## [Your goal]
Go over these records and count the lines with the string "pixels" in them; the count is all that should be returned.

## [Supplied information]

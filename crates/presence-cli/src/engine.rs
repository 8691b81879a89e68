use presence_core::{
    ConfigError, DetectedFace, LivenessConfig, LivenessEngine, LivenessState, TickOutcome, TracingObserver,
};
use thiserror::Error;
use tokio::sync::{mpsc, oneshot};

#[derive(Error, Debug)]
pub enum EngineError {
    #[error("invalid engine configuration: {0}")]
    Config(#[from] ConfigError),
    #[error("failed to spawn engine thread: {0}")]
    Spawn(#[from] std::io::Error),
    #[error("engine thread exited")]
    ChannelClosed,
}

/// Result of one tick, with the state it left behind.
#[derive(Debug, Clone)]
pub struct TickResult {
    pub outcome: TickOutcome,
    pub state: LivenessState,
}

/// Messages sent from the driving loop to the engine thread.
enum EngineRequest {
    Tick {
        detections: Vec<DetectedFace>,
        reply: oneshot::Sender<TickResult>,
    },
    Snapshot {
        reply: oneshot::Sender<LivenessState>,
    },
    Reset {
        reply: oneshot::Sender<()>,
    },
}

/// Clone-safe handle to the engine thread.
///
/// Requests are served one at a time in the order they were sent, so the
/// engine never sees two updates at once or ticks out of order.
#[derive(Clone)]
pub struct EngineHandle {
    tx: mpsc::Sender<EngineRequest>,
}

impl EngineHandle {
    /// Feed one frame's detections and wait for the verdict.
    pub async fn tick(&self, detections: Vec<DetectedFace>) -> Result<TickResult, EngineError> {
        let (reply_tx, reply_rx) = oneshot::channel();
        self.tx
            .send(EngineRequest::Tick {
                detections,
                reply: reply_tx,
            })
            .await
            .map_err(|_| EngineError::ChannelClosed)?;
        reply_rx.await.map_err(|_| EngineError::ChannelClosed)
    }

    /// Current tracking state.
    pub async fn snapshot(&self) -> Result<LivenessState, EngineError> {
        let (reply_tx, reply_rx) = oneshot::channel();
        self.tx
            .send(EngineRequest::Snapshot { reply: reply_tx })
            .await
            .map_err(|_| EngineError::ChannelClosed)?;
        reply_rx.await.map_err(|_| EngineError::ChannelClosed)
    }

    /// Return the engine to the rest state.
    pub async fn reset(&self) -> Result<(), EngineError> {
        let (reply_tx, reply_rx) = oneshot::channel();
        self.tx
            .send(EngineRequest::Reset { reply: reply_tx })
            .await
            .map_err(|_| EngineError::ChannelClosed)?;
        reply_rx.await.map_err(|_| EngineError::ChannelClosed)
    }
}

/// Spawn the liveness engine on a dedicated OS thread.
///
/// The thread exits once every [`EngineHandle`] has been dropped.
pub fn spawn_engine(config: LivenessConfig, queue: usize) -> Result<EngineHandle, EngineError> {
    tracing::info!(
        movement_threshold = config.movement_threshold,
        stillness_threshold = config.stillness_threshold,
        blink_threshold = config.blink_threshold,
        queue,
        "starting liveness engine"
    );

    let mut engine = LivenessEngine::new(config)?.with_observer(TracingObserver);
    let (tx, mut rx) = mpsc::channel::<EngineRequest>(queue.max(1));

    std::thread::Builder::new()
        .name("presence-engine".into())
        .spawn(move || {
            tracing::debug!("engine thread started");
            while let Some(req) = rx.blocking_recv() {
                match req {
                    EngineRequest::Tick { detections, reply } => {
                        let outcome = engine.update(&detections);
                        let _ = reply.send(TickResult {
                            outcome,
                            state: *engine.state(),
                        });
                    }
                    EngineRequest::Snapshot { reply } => {
                        let _ = reply.send(*engine.state());
                    }
                    EngineRequest::Reset { reply } => {
                        engine.reset();
                        tracing::debug!("engine reset");
                        let _ = reply.send(());
                    }
                }
            }
            tracing::debug!("engine thread exiting");
        })?;

    Ok(EngineHandle { tx })
}
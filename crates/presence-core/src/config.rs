use serde::{Deserialize, Serialize};
use std::fs;
use std::path::{Path, PathBuf};
use thiserror::Error;

#[derive(Error, Debug)]
pub enum ConfigError {
    #[error("invalid {field}: {reason}")]
    Invalid {
        field: &'static str,
        reason: &'static str,
    },

    #[error("failed to read config file: {path}: {source}")]
    Read {
        path: PathBuf,
        #[source]
        source: std::io::Error,
    },

    #[error("failed to parse config: {0}")]
    Parse(#[from] toml::de::Error),
}

/// Tunables of the liveness engine.
///
/// The three thresholds drive the verdict; `scale_factor` and `y_offset` only
/// shape the render boxes.
#[derive(Debug, Clone, PartialEq, Serialize, Deserialize)]
#[serde(default, deny_unknown_fields)]
pub struct LivenessConfig {
    /// Top-left displacement (pixels) between consecutive ticks above which
    /// the subject counts as moving.
    pub movement_threshold: f64,
    /// Consecutive still ticks tolerated before the verdict drops to not-live.
    pub stillness_threshold: u32,
    /// Ratio of current to previous eye distance below which a blink is
    /// recognised.
    pub blink_threshold: f64,
    /// Render box growth factor about the face centre.
    pub scale_factor: f64,
    /// Vertical shift (pixels) applied to render boxes after scaling.
    pub y_offset: f64,
}

impl Default for LivenessConfig {
    fn default() -> Self {
        Self {
            movement_threshold: 15.0,
            stillness_threshold: 30,
            blink_threshold: 0.5,
            scale_factor: 1.2,
            y_offset: 20.0,
        }
    }
}

impl LivenessConfig {
    /// Requires more motion and tolerates less stillness.
    pub fn strict() -> Self {
        Self {
            movement_threshold: 25.0,
            stillness_threshold: 15,
            blink_threshold: 0.4,
            ..Default::default()
        }
    }

    /// Accepts smaller motion and longer stillness.
    pub fn lenient() -> Self {
        Self {
            movement_threshold: 8.0,
            stillness_threshold: 60,
            blink_threshold: 0.7,
            ..Default::default()
        }
    }

    pub fn validate(&self) -> Result<(), ConfigError> {
        if !self.movement_threshold.is_finite() || self.movement_threshold < 0.0 {
            return Err(ConfigError::Invalid {
                field: "movement_threshold",
                reason: "must be a finite, non-negative number of pixels",
            });
        }
        if !(self.blink_threshold > 0.0 && self.blink_threshold <= 1.0) {
            return Err(ConfigError::Invalid {
                field: "blink_threshold",
                reason: "must be a ratio in (0, 1]",
            });
        }
        if !self.scale_factor.is_finite() || self.scale_factor <= 0.0 {
            return Err(ConfigError::Invalid {
                field: "scale_factor",
                reason: "must be a finite, positive factor",
            });
        }
        if !self.y_offset.is_finite() {
            return Err(ConfigError::Invalid {
                field: "y_offset",
                reason: "must be finite",
            });
        }
        Ok(())
    }

    /// Parse and validate a TOML document. Missing keys take their defaults.
    pub fn from_toml_str(content: &str) -> Result<Self, ConfigError> {
        let config: Self = toml::from_str(content)?;
        config.validate()?;
        Ok(config)
    }

    pub fn load(path: &Path) -> Result<Self, ConfigError> {
        let content = fs::read_to_string(path).map_err(|source| ConfigError::Read {
            path: path.to_path_buf(),
            source,
        })?;
        Self::from_toml_str(&content)
    }
}
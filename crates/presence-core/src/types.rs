use serde::{Deserialize, Serialize};
use thiserror::Error;

/// Minimum number of landmark points needed to read both eyes.
pub const MIN_LANDMARKS: usize = 3;

/// Landmark index of the right eye (detector convention).
const RIGHT_EYE: usize = 0;
/// Landmark index of the left eye (detector convention).
const LEFT_EYE: usize = 2;

#[derive(Error, Debug, Clone, PartialEq)]
pub enum LandmarkError {
    #[error("landmark set has {found} point(s); at least 3 are required to locate both eyes")]
    TooFew { found: usize },
    #[error("landmark {index} has a non-finite coordinate: {point:?}")]
    NonFinite { index: usize, point: Point },
}

#[derive(Error, Debug, Clone, PartialEq)]
pub enum BoxError {
    #[error("bounding box is inverted: bottom-right {bottom_right:?} lies above or left of top-left {top_left:?}")]
    Inverted { top_left: Point, bottom_right: Point },
}

/// A 2D point in frame pixel coordinates.
///
/// Serialized as a `[x, y]` pair, which is how detectors usually hand them out.
#[derive(Debug, Clone, Copy, PartialEq, Default, Serialize, Deserialize)]
#[serde(from = "[f64; 2]", into = "[f64; 2]")]
pub struct Point {
    pub x: f64,
    pub y: f64,
}

impl Point {
    pub const fn new(x: f64, y: f64) -> Self {
        Self { x, y }
    }

    /// Euclidean distance to `other`.
    pub fn distance_to(self, other: Point) -> f64 {
        let dx = other.x - self.x;
        let dy = other.y - self.y;
        (dx * dx + dy * dy).sqrt()
    }
}

impl From<[f64; 2]> for Point {
    fn from([x, y]: [f64; 2]) -> Self {
        Self { x, y }
    }
}

impl From<Point> for [f64; 2] {
    fn from(p: Point) -> Self {
        [p.x, p.y]
    }
}

/// Axis-aligned face rectangle. Bottom-right is never above or left of top-left.
#[derive(Debug, Clone, Copy, PartialEq, Serialize, Deserialize)]
#[serde(try_from = "[Point; 2]", into = "[Point; 2]")]
pub struct BoundingBox {
    top_left: Point,
    bottom_right: Point,
}

impl BoundingBox {
    pub fn new(top_left: Point, bottom_right: Point) -> Result<Self, BoxError> {
        if !(bottom_right.x >= top_left.x && bottom_right.y >= top_left.y) {
            return Err(BoxError::Inverted {
                top_left,
                bottom_right,
            });
        }
        Ok(Self {
            top_left,
            bottom_right,
        })
    }

    /// Construct without the ordering check. Callers guarantee the invariant.
    pub(crate) const fn from_corners_unchecked(top_left: Point, bottom_right: Point) -> Self {
        Self {
            top_left,
            bottom_right,
        }
    }

    pub fn top_left(&self) -> Point {
        self.top_left
    }

    pub fn bottom_right(&self) -> Point {
        self.bottom_right
    }

    pub fn width(&self) -> f64 {
        self.bottom_right.x - self.top_left.x
    }

    pub fn height(&self) -> f64 {
        self.bottom_right.y - self.top_left.y
    }

    pub fn center(&self) -> Point {
        Point::new(
            (self.top_left.x + self.bottom_right.x) / 2.0,
            (self.top_left.y + self.bottom_right.y) / 2.0,
        )
    }
}

impl TryFrom<[Point; 2]> for BoundingBox {
    type Error = BoxError;

    fn try_from([top_left, bottom_right]: [Point; 2]) -> Result<Self, Self::Error> {
        Self::new(top_left, bottom_right)
    }
}

impl From<BoundingBox> for [Point; 2] {
    fn from(b: BoundingBox) -> Self {
        [b.top_left, b.bottom_right]
    }
}

/// Ordered landmark points of one face, validated to contain both eyes.
///
/// Detectors report landmarks positionally: index 0 is the right eye and
/// index 2 the left eye. This wrapper is the only place those indices are
/// read, so the engine works with named eyes instead.
#[derive(Debug, Clone, PartialEq, Serialize, Deserialize)]
#[serde(try_from = "Vec<Point>", into = "Vec<Point>")]
pub struct Landmarks {
    points: Vec<Point>,
}

impl Landmarks {
    pub fn new(points: Vec<Point>) -> Result<Self, LandmarkError> {
        if points.len() < MIN_LANDMARKS {
            return Err(LandmarkError::TooFew {
                found: points.len(),
            });
        }
        if let Some((index, &point)) = points
            .iter()
            .enumerate()
            .find(|(_, p)| !(p.x.is_finite() && p.y.is_finite()))
        {
            return Err(LandmarkError::NonFinite { index, point });
        }
        Ok(Self { points })
    }

    pub fn right_eye(&self) -> Point {
        self.points[RIGHT_EYE]
    }

    pub fn left_eye(&self) -> Point {
        self.points[LEFT_EYE]
    }

    /// Absolute vertical distance between the two eye points.
    ///
    /// Collapses towards zero when the eye landmarks converge, which is what
    /// the blink heuristic looks for.
    pub fn eye_distance(&self) -> f64 {
        (self.right_eye().y - self.left_eye().y).abs()
    }

    pub fn points(&self) -> &[Point] {
        &self.points
    }
}

impl TryFrom<Vec<Point>> for Landmarks {
    type Error = LandmarkError;

    fn try_from(points: Vec<Point>) -> Result<Self, Self::Error> {
        Self::new(points)
    }
}

impl From<Landmarks> for Vec<Point> {
    fn from(l: Landmarks) -> Self {
        l.points
    }
}

/// One face reported by the detector for a single frame.
#[derive(Debug, Clone, PartialEq, Serialize, Deserialize)]
pub struct DetectedFace {
    #[serde(rename = "box")]
    bounding_box: BoundingBox,
    #[serde(default, skip_serializing_if = "Option::is_none")]
    landmarks: Option<Landmarks>,
}

impl DetectedFace {
    pub fn new(bounding_box: BoundingBox) -> Self {
        Self {
            bounding_box,
            landmarks: None,
        }
    }

    pub fn with_landmarks(mut self, landmarks: Landmarks) -> Self {
        self.landmarks = Some(landmarks);
        self
    }

    pub fn bounding_box(&self) -> &BoundingBox {
        &self.bounding_box
    }

    pub fn landmarks(&self) -> Option<&Landmarks> {
        self.landmarks.as_ref()
    }
}
//! Domain records: the shapes repositories read and write, independent of
//! how they are stored in the graph. Conversion to/from `Node`/`Relationship`
//! lives in [`crate::helpers`].

use std::collections::HashMap;
use serde::{Deserialize, Serialize};

// ============================================================================
// Memory
// ============================================================================

#[derive(Debug, Clone, PartialEq, Serialize, Deserialize)]
pub struct Memory {
    pub id: String,
    pub node_type: String,
    #[serde(rename = "type")]
    pub memory_type: String,
    pub content: String,
    pub tags: Vec<String>,
    pub metadata: HashMap<String, String>,
    pub created_at: String,
    pub updated_at: String,
}

/// Input to `memory_repo::add`.
#[derive(Debug, Clone, Default)]
pub struct NewMemory {
    pub id: Option<String>,
    pub memory_type: Option<String>,
    pub content: String,
    pub tags: Vec<String>,
    pub metadata: HashMap<String, String>,
    pub relationships: Vec<RelationshipInput>,
}

/// Partial update to a memory. `None` fields are left untouched.
#[derive(Debug, Clone, Default)]
pub struct MemoryPatch {
    pub content: Option<String>,
    pub tags: Option<Vec<String>>,
    pub metadata: Option<HashMap<String, String>>,
    pub relationships: Vec<RelationshipInput>,
}

// ============================================================================
// Plan
// ============================================================================

#[derive(Debug, Clone, Copy, PartialEq, Eq, Serialize, Deserialize)]
#[serde(rename_all = "snake_case")]
pub enum PlanStatus {
    Draft,
    Active,
    Completed,
    Archived,
}

impl Default for PlanStatus {
    fn default() -> Self { PlanStatus::Active }
}

impl PlanStatus {
    pub fn as_str(&self) -> &'static str {
        match self {
            PlanStatus::Draft => "draft",
            PlanStatus::Active => "active",
            PlanStatus::Completed => "completed",
            PlanStatus::Archived => "archived",
        }
    }

    pub fn parse(s: &str) -> Option<Self> {
        match s {
            "draft" => Some(PlanStatus::Draft),
            "active" => Some(PlanStatus::Active),
            "completed" => Some(PlanStatus::Completed),
            "archived" => Some(PlanStatus::Archived),
            _ => None,
        }
    }
}

#[derive(Debug, Clone, PartialEq, Serialize, Deserialize)]
pub struct Plan {
    pub id: String,
    pub node_type: String,
    pub name: String,
    pub description: String,
    pub status: PlanStatus,
    pub tags: Vec<String>,
    pub metadata: HashMap<String, String>,
    pub created_at: String,
    pub updated_at: String,
}

#[derive(Debug, Clone, Default)]
pub struct NewPlan {
    pub id: Option<String>,
    pub name: String,
    pub description: Option<String>,
    pub status: Option<PlanStatus>,
    pub tags: Vec<String>,
    pub metadata: HashMap<String, String>,
    pub relationships: Vec<RelationshipInput>,
}

#[derive(Debug, Clone, Default)]
pub struct PlanPatch {
    pub name: Option<String>,
    pub description: Option<String>,
    pub status: Option<PlanStatus>,
    pub tags: Option<Vec<String>>,
    pub metadata: Option<HashMap<String, String>>,
    pub relationships: Vec<RelationshipInput>,
}

// ============================================================================
// Task
// ============================================================================

#[derive(Debug, Clone, Copy, PartialEq, Eq, Serialize, Deserialize)]
#[serde(rename_all = "snake_case")]
pub enum TaskStatus {
    Pending,
    InProgress,
    Completed,
    Cancelled,
    Blocked,
}

impl Default for TaskStatus {
    fn default() -> Self { TaskStatus::Pending }
}

impl TaskStatus {
    pub fn as_str(&self) -> &'static str {
        match self {
            TaskStatus::Pending => "pending",
            TaskStatus::InProgress => "in_progress",
            TaskStatus::Completed => "completed",
            TaskStatus::Cancelled => "cancelled",
            TaskStatus::Blocked => "blocked",
        }
    }

    pub fn parse(s: &str) -> Option<Self> {
        match s {
            "pending" => Some(TaskStatus::Pending),
            "in_progress" => Some(TaskStatus::InProgress),
            "completed" => Some(TaskStatus::Completed),
            "cancelled" => Some(TaskStatus::Cancelled),
            "blocked" => Some(TaskStatus::Blocked),
            _ => None,
        }
    }
}

#[derive(Debug, Clone, PartialEq, Serialize, Deserialize)]
pub struct Task {
    pub id: String,
    pub node_type: String,
    pub content: String,
    pub status: TaskStatus,
    pub tags: Vec<String>,
    pub metadata: HashMap<String, String>,
    pub created_at: String,
    pub updated_at: String,
}

#[derive(Debug, Clone, Default)]
pub struct NewTask {
    pub id: Option<String>,
    pub content: String,
    pub plan_ids: Vec<String>,
    pub status: Option<TaskStatus>,
    pub tags: Vec<String>,
    pub metadata: HashMap<String, String>,
    pub relationships: Vec<RelationshipInput>,
    pub after_task_id: Option<String>,
    pub before_task_id: Option<String>,
}

#[derive(Debug, Clone, Default)]
pub struct TaskPatch {
    pub content: Option<String>,
    pub status: Option<TaskStatus>,
    pub tags: Option<Vec<String>>,
    pub metadata: Option<HashMap<String, String>>,
    pub add_plan_ids: Vec<String>,
    pub relationships: Vec<RelationshipInput>,
}

// ============================================================================
// Shared result/input shapes
// ============================================================================

/// A caller-requested outgoing relationship, e.g. `{to_id, type}`.
#[derive(Debug, Clone)]
pub struct RelationshipInput {
    pub to_id: String,
    pub rel_type: String,
}

/// Direction of traversal, in domain terms (distinct from the storage
/// layer's `model::Direction` — this one also appears in serialized API
/// responses, so it is spelled out rather than reused).
#[derive(Debug, Clone, Copy, PartialEq, Eq, Hash, Serialize, Deserialize)]
#[serde(rename_all = "lowercase")]
pub enum TraversalDirection {
    Outgoing,
    Incoming,
    Both,
}

impl Default for TraversalDirection {
    fn default() -> Self { TraversalDirection::Both }
}

/// One entry in a `get_related`/`get_by_id_with_related` response.
#[derive(Debug, Clone, PartialEq, Serialize, Deserialize)]
pub struct RelatedEntry {
    pub id: String,
    pub node_type: String,
    pub edge_type: String,
    pub direction: TraversalDirection,
    pub depth: usize,
}

/// One hit in a `search_memories` response.
#[derive(Debug, Clone, PartialEq, Serialize, Deserialize)]
pub struct SearchHit {
    pub memory: Memory,
    pub score: f64,
    pub related_ids: Vec<String>,
}

/// One task entry in a `get_plan` response.
#[derive(Debug, Clone, PartialEq, Serialize, Deserialize)]
pub struct TaskInPlan {
    pub task: Task,
    pub position: f64,
    pub depends_on: Vec<String>,
    pub blocks: Vec<String>,
}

## [Exercise result]
3